[Data entries]
──────────────────────────────

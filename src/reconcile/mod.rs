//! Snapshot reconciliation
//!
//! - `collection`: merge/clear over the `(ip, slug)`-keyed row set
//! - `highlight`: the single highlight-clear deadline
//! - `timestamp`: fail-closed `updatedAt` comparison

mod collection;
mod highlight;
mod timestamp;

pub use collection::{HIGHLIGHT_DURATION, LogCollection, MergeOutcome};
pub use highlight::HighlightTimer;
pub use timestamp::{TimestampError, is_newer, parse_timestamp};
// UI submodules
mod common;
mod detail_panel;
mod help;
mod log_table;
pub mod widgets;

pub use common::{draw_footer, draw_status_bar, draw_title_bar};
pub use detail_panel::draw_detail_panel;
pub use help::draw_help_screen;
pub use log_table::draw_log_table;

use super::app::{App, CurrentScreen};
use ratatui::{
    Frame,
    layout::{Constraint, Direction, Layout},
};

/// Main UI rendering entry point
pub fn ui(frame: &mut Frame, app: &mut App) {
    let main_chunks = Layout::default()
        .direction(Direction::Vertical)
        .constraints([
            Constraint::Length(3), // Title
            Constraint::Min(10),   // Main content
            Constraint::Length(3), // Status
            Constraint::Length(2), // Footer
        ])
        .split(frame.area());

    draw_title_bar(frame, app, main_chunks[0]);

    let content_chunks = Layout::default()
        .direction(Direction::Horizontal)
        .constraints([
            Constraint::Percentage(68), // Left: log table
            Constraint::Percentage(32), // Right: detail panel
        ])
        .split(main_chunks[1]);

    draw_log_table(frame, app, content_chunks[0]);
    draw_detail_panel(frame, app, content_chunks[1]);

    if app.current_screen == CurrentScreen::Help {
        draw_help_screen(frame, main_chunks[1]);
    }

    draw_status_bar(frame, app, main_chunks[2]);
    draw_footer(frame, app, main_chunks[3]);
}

──────────────────────────────

The answer must be the line containing "mod log_table;" and every line after it through the end of the records, repeated exactly.

# ANSWER SECTION
mod log_table;
pub mod widgets;

pub use common::{draw_footer, draw_status_bar, draw_title_bar};
pub use detail_panel::draw_detail_panel;
pub use help::draw_help_screen;
pub use log_table::draw_log_table;

use super::app::{App, CurrentScreen};
use ratatui::{
    Frame,
    layout::{Constraint, Direction, Layout},
};

/// Main UI rendering entry point
pub fn ui(frame: &mut Frame, app: &mut App) {
    let main_chunks = Layout::default()
        .direction(Direction::Vertical)
        .constraints([
            Constraint::Length(3), // Title
            Constraint::Min(10),   // Main content
            Constraint::Length(3), // Status
            Constraint::Length(2), // Footer
        ])
        .split(frame.area());

    draw_title_bar(frame, app, main_chunks[0]);

    let content_chunks = Layout::default()
        .direction(Direction::Horizontal)
        .constraints([
            Constraint::Percentage(68), // Left: log table
            Constraint::Percentage(32), // Right: detail panel
        ])
        .split(main_chunks[1]);

    draw_log_table(frame, app, content_chunks[0]);
    draw_detail_panel(frame, app, content_chunks[1]);

    if app.current_screen == CurrentScreen::Help {
        draw_help_screen(frame, main_chunks[1]);
    }

    draw_status_bar(frame, app, main_chunks[2]);
    draw_footer(frame, app, main_chunks[3]);
}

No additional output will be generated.